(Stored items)
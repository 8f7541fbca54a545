use crate::db_types::{Order, Payment};

#[derive(Debug, Clone, PartialEq, Eq)]
pub struct OrderCreatedEvent {
    pub order: Order,
}

impl OrderCreatedEvent {
    pub fn new(order: Order) -> Self {
        Self { order }
    }
}

#[derive(Debug, Clone, PartialEq, Eq)]
pub struct PaymentCreatedEvent {
    pub order: Order,
    pub payment: Payment,
}

impl PaymentCreatedEvent {
    pub fn new(order: Order, payment: Payment) -> Self {
        Self { order, payment }
    }
}

/// Emitted whenever a payment's status changes, whether through an explicit accept call or a provider callback.
#[derive(Debug, Clone, PartialEq, Eq)]
pub struct PaymentAcceptedEvent {
    pub order: Order,
    pub payment: Payment,
}

impl PaymentAcceptedEvent {
    pub fn new(order: Order, payment: Payment) -> Self {
        Self { order, payment }
    }
}
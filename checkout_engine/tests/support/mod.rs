#![allow(dead_code)]
pub mod carts;
pub mod fakes;
pub mod prepare_env;
//! Crawler module for collecting posts from WordPress sites
//!
//! This module contains the core collection logic, including:
//! - Browser sessions that load API pages (plain HTTP or Browserless)
//! - Extraction of JSON payloads from rendered page content
//! - The sequential fetch driver with its growing worklist
//! - Orchestration of pagination, deduplication and the diagnostic pass

mod coordinator;
mod fetcher;
mod parser;
mod scheduler;

pub use coordinator::{collect, CollectionOutcome, Collector};
pub use fetcher::{
    build_http_client, document_matches, BrowserSession, BrowserTab, BrowserlessSession,
    BrowserlessTab, FetchError, HttpSession, HttpTab,
};
pub use parser::{extract_json, ExtractionError};
pub use scheduler::{
    save_debug_page, DelayRange, DriverSettings, FetchDriver, FetchEvent, WorkItem, Worklist,
};
use htmd::options::{HeadingStyle, Options};
use htmd::HtmlToMarkdown;
use regex::Regex;
use scraper::Html;
use std::sync::OnceLock;

fn paragraph_breaks() -> &'static Regex {
    static RE: OnceLock<Regex> = OnceLock::new();
    RE.get_or_init(|| Regex::new(r"\s*\n{2,}\s*").expect("valid paragraph-break pattern"))
}

/// Converts rendered post HTML to Markdown with `#`-style headings
///
/// Runs of blank lines (and the whitespace around them) collapse to a single
/// paragraph break and the result is trimmed. If the converter fails, the
/// plain text of the fragment is used instead.
pub fn html_to_markdown(html: &str) -> String {
    let converter = HtmlToMarkdown::builder()
        .options(Options {
            heading_style: HeadingStyle::Atx,
            ..Default::default()
        })
        .build();

    let markdown = converter.convert(html).unwrap_or_else(|e| {
        tracing::debug!("Markdown conversion failed, using plain text: {}", e);
        Html::parse_fragment(html).root_element().text().collect::<String>()
    });

    normalize_whitespace(&markdown)
}

/// Collapses paragraph breaks to exactly `\n\n` and trims the ends
pub fn normalize_whitespace(text: &str) -> String {
    paragraph_breaks().replace_all(text, "\n\n").trim().to_string()
}

#[cfg(test)]
mod tests {
    use super::*;

    #[test]
    fn test_headings_use_atx() {
        let markdown = html_to_markdown("<h2>Section</h2><p>Body text.</p>");
        assert!(markdown.starts_with("## Section"));
        assert!(markdown.ends_with("Body text."));
    }

    #[test]
    fn test_paragraphs_separated_by_one_blank_line() {
        let markdown = html_to_markdown("<p>One</p>\n\n\n<p>Two</p>");
        assert_eq!(markdown, "One\n\nTwo");
    }

    #[test]
    fn test_normalize_whitespace() {
        assert_eq!(normalize_whitespace("  a \n\n\n\t b  "), "a\n\nb");
        assert_eq!(normalize_whitespace("a\nb"), "a\nb");
        assert_eq!(normalize_whitespace("\n\n"), "");
    }

    #[test]
    fn test_empty_html() {
        assert_eq!(html_to_markdown(""), "");
    }
}
//! Configuration module for wp-harvest
//!
//! This module handles loading, parsing, and validating the optional TOML
//! configuration file, plus reading the plain-text domains list.
//!
//! # Example
//!
//! ```no_run
//! use wp_harvest::config::load_config;
//! use std::path::Path;
//!
//! let config = load_config(Path::new("harvest.toml")).unwrap();
//! println!("Collector will fetch at most {} pages per domain", config.collector.max_pages);
//! ```

mod domains;
mod parser;
mod types;
mod validation;

// Re-export types
pub use types::{BrowserBackend, BrowserConfig, CollectorConfig, Config, OutputConfig};

// Re-export parser functions
pub use domains::{load_domains, parse_domains};
pub use parser::{compute_config_hash, load_config, load_config_with_hash, parse_config};
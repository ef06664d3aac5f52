//! Collection followed by normalization

use crate::collect_tests::{create_test_config, mount_busy_site, mount_quiet_site};
use serde_json::Value;
use std::fs;
use std::path::Path;
use tempfile::TempDir;
use wiremock::MockServer;
use wp_harvest::crawler::{Collector, HttpSession};
use wp_harvest::normalize::url_hash;
use wp_harvest::output::find_latest_collection_dir;

#[tokio::test]
async fn test_collect_then_normalize_twice() {
    let dir = TempDir::new().unwrap();
    let busy = MockServer::start().await;
    let quiet = MockServer::start().await;
    mount_busy_site(&busy, "busy.example").await;
    mount_quiet_site(&quiet, "quiet.example").await;

    let config = create_test_config(dir.path());
    let posts_dir = config.output.posts_dir.clone();
    let output_dir = dir.path().join("normalized");
    let session = HttpSession::new(&config.browser).unwrap();

    let outcome = Collector::new(config, session)
        .collect(&[busy.uri(), quiet.uri()], 48, false)
        .await
        .unwrap();

    let latest = find_latest_collection_dir(Path::new(&posts_dir)).unwrap().unwrap();
    assert_eq!(latest, outcome.run_dir);

    let first = wp_harvest::process_directory(&latest, &output_dir).unwrap();
    assert_eq!(first.files_processed, 1);
    assert_eq!(first.articles_new, 140);
    assert_eq!(first.articles_skipped, 0);
    assert_eq!(first.errors, 0);

    let article_file = output_dir
        .join("busy.example")
        .join(format!("{}.json", url_hash("https://busy.example/posts/7/")));
    let before = fs::read_to_string(&article_file).unwrap();
    let article: Value = serde_json::from_str(&before).unwrap();
    assert_eq!(article["title"], "Story 7");
    assert_eq!(article["source_domain"], "busy.example");
    assert_eq!(article["publication_date"], "2024-05-02T08:30:00Z");
    assert_eq!(article["metadata"]["source_post_id"], 7);
    assert_eq!(
        article["first_seen_timestamp_gmt"].as_i64().unwrap().to_string(),
        outcome.summary.collection_timestamp
    );
    assert!(article["article_text"]
        .as_str()
        .unwrap()
        .starts_with("## Lead"));

    let second = wp_harvest::process_directory(&latest, &output_dir).unwrap();
    assert_eq!(second.articles_new, 0);
    assert_eq!(second.articles_skipped, first.articles_new);
    assert_eq!(fs::read_to_string(&article_file).unwrap(), before);

    let summary: Value = serde_json::from_str(
        &fs::read_to_string(latest.join("_normalization_summary.json")).unwrap(),
    )
    .unwrap();
    assert_eq!(summary["source"], "wordpress");
    assert_eq!(summary["statistics"]["articles_skipped"], 140);
}
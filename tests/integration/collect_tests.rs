//! End-to-end collection runs against mock WordPress sites

use serde_json::{json, Value};
use std::fs;
use std::path::Path;
use tempfile::TempDir;
use wiremock::matchers::{method, path, query_param};
use wiremock::{Mock, MockServer, ResponseTemplate};
use wp_harvest::config::Config;
use wp_harvest::crawler::{Collector, HttpSession};
use wp_harvest::DomainStatus;

const POSTS_PATH: &str = "/wp-json/wp/v2/posts";

/// Creates a test configuration writing below `root`, with no pauses
pub fn create_test_config(root: &Path) -> Config {
    let mut config = Config::default();
    config.collector.wait_after_load_ms = 0;
    config.collector.delay_min_ms = 0;
    config.collector.delay_max_ms = 0;
    config.browser.request_timeout_secs = 5;
    config.output.posts_dir = root.join("wordpress_posts").display().to_string();
    config.output.debug_dir = root.join("debug_pages").display().to_string();
    config.output.normalized_dir = root.join("normalized").display().to_string();
    config
}

pub fn make_posts(host: &str, ids: std::ops::RangeInclusive<u64>) -> Value {
    let posts: Vec<Value> = ids
        .map(|id| {
            json!({
                "id": id,
                "date_gmt": "2024-05-02T08:30:00",
                "link": format!("https://{}/posts/{}/", host, id),
                "type": "post",
                "title": {"rendered": format!("Story {}", id)},
                "content": {"rendered": format!("<h2>Lead</h2><p>Body of story {}.</p>", id)},
                "excerpt": {"rendered": "<p>Summary</p>"},
            })
        })
        .collect();
    Value::Array(posts)
}

/// Mounts a busy site: 100 posts on page 1, 40 on page 2
pub async fn mount_busy_site(server: &MockServer, host: &str) {
    Mock::given(method("GET"))
        .and(path(POSTS_PATH))
        .and(query_param("order", "asc"))
        .and(query_param("per_page", "100"))
        .and(query_param("page", "1"))
        .respond_with(ResponseTemplate::new(200).set_body_json(make_posts(host, 1..=100)))
        .expect(1)
        .mount(server)
        .await;

    Mock::given(method("GET"))
        .and(path(POSTS_PATH))
        .and(query_param("order", "asc"))
        .and(query_param("page", "2"))
        .respond_with(ResponseTemplate::new(200).set_body_json(make_posts(host, 101..=140)))
        .expect(1)
        .mount(server)
        .await;

    Mock::given(method("GET"))
        .and(path(POSTS_PATH))
        .and(query_param("page", "3"))
        .respond_with(ResponseTemplate::new(200).set_body_json(json!([])))
        .expect(0)
        .mount(server)
        .await;
}

/// Mounts a quiet site: nothing in the window, three posts when unfiltered
pub async fn mount_quiet_site(server: &MockServer, host: &str) {
    Mock::given(method("GET"))
        .and(path(POSTS_PATH))
        .and(query_param("order", "asc"))
        .respond_with(ResponseTemplate::new(200).set_body_json(json!([])))
        .expect(1)
        .mount(server)
        .await;

    Mock::given(method("GET"))
        .and(path(POSTS_PATH))
        .and(query_param("order", "desc"))
        .and(query_param("per_page", "10"))
        .respond_with(ResponseTemplate::new(200).set_body_json(make_posts(host, 900..=902)))
        .expect(1)
        .mount(server)
        .await;
}

#[tokio::test]
async fn test_collect_two_domains() {
    let dir = TempDir::new().unwrap();
    let busy = MockServer::start().await;
    let quiet = MockServer::start().await;
    mount_busy_site(&busy, "busy.example").await;
    mount_quiet_site(&quiet, "quiet.example").await;

    let config = create_test_config(dir.path());
    let session = HttpSession::new(&config.browser).unwrap();
    let domains = vec![busy.uri(), quiet.uri()];

    let outcome = Collector::new(config, session)
        .collect(&domains, 48, false)
        .await
        .unwrap();

    let results = &outcome.summary.results;
    assert_eq!(results.len(), 2);

    assert_eq!(results[0].domain, busy.uri());
    assert_eq!(results[0].status, DomainStatus::Success);
    assert_eq!(results[0].article_count, 140);
    assert_eq!(results[0].pages_fetched, 2);
    assert!(results[0].error_message.is_none());

    assert_eq!(results[1].domain, quiet.uri());
    assert_eq!(results[1].article_count, 0);
    assert_eq!(
        results[1].error_message.as_deref(),
        Some("No articles found in timeframe")
    );

    let note = &outcome.site_notes[&quiet.uri()];
    assert_eq!(note.has_json_api, Some(true));
    assert_eq!(note.articles_found, 3);
    assert!(note.note.contains("48h"));

    // Posts are stored in arrival order, exactly as received.
    let file = results[0].file_path.as_ref().unwrap();
    let stored: Vec<Value> = serde_json::from_str(&fs::read_to_string(file).unwrap()).unwrap();
    assert_eq!(stored.len(), 140);
    assert_eq!(stored[0]["id"], 1);
    assert_eq!(stored[139]["id"], 140);
    assert_eq!(stored[0]["title"]["rendered"], "Story 1");

    let summary: Value = serde_json::from_str(
        &fs::read_to_string(outcome.run_dir.join("_collection_summary.json")).unwrap(),
    )
    .unwrap();
    assert_eq!(summary["hours_ago"], 48);
    assert!(summary["collection_timestamp"].is_string());

    let notes: Value = serde_json::from_str(
        &fs::read_to_string(outcome.run_dir.join("wordpress-site-notes.json")).unwrap(),
    )
    .unwrap();
    assert_eq!(notes[quiet.uri()]["has_json_api"], true);
}

#[tokio::test]
async fn test_collect_from_domains_file() {
    let dir = TempDir::new().unwrap();
    let blocked = MockServer::start().await;
    Mock::given(method("GET"))
        .and(path(POSTS_PATH))
        .respond_with(
            ResponseTemplate::new(403).set_body_string("<html><body>Forbidden</body></html>"),
        )
        .mount(&blocked)
        .await;

    let domains_file = dir.path().join("wordpress.txt");
    fs::write(
        &domains_file,
        format!("# sites\n{}\n\n{}\n", blocked.uri(), blocked.uri()),
    )
    .unwrap();

    let outcome = wp_harvest::collect(create_test_config(dir.path()), &domains_file, 24, false)
        .await
        .unwrap();

    let results = &outcome.summary.results;
    assert_eq!(results.len(), 1);
    assert_eq!(results[0].status, DomainStatus::Error);
    assert!(results[0].error_message.as_deref().unwrap().contains("403"));
    assert!(outcome.site_notes.is_empty());
    assert_eq!(outcome.summary.after.len(), "2024-05-01T12:00:00Z".len());
}

#[tokio::test]
async fn test_missing_domains_file() {
    let dir = TempDir::new().unwrap();
    let result = wp_harvest::collect(
        create_test_config(dir.path()),
        &dir.path().join("absent.txt"),
        48,
        false,
    )
    .await;

    assert!(matches!(
        result,
        Err(wp_harvest::HarvestError::DomainsFile { .. })
    ));
}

(TASK DETAILS)
Beginning with the line that has "quiet.uri()], 48, false)" and ending with the line that has "assert_eq!(first.articles_new, 140);", set down the lines above exactly and include no others.

(RESPONSE)
        .collect(&[busy.uri(), quiet.uri()], 48, false)
        .await
        .unwrap();

    let latest = find_latest_collection_dir(Path::new(&posts_dir)).unwrap().unwrap();
    assert_eq!(latest, outcome.run_dir);

    let first = wp_harvest::process_directory(&latest, &output_dir).unwrap();
    assert_eq!(first.files_processed, 1);
    assert_eq!(first.articles_new, 140);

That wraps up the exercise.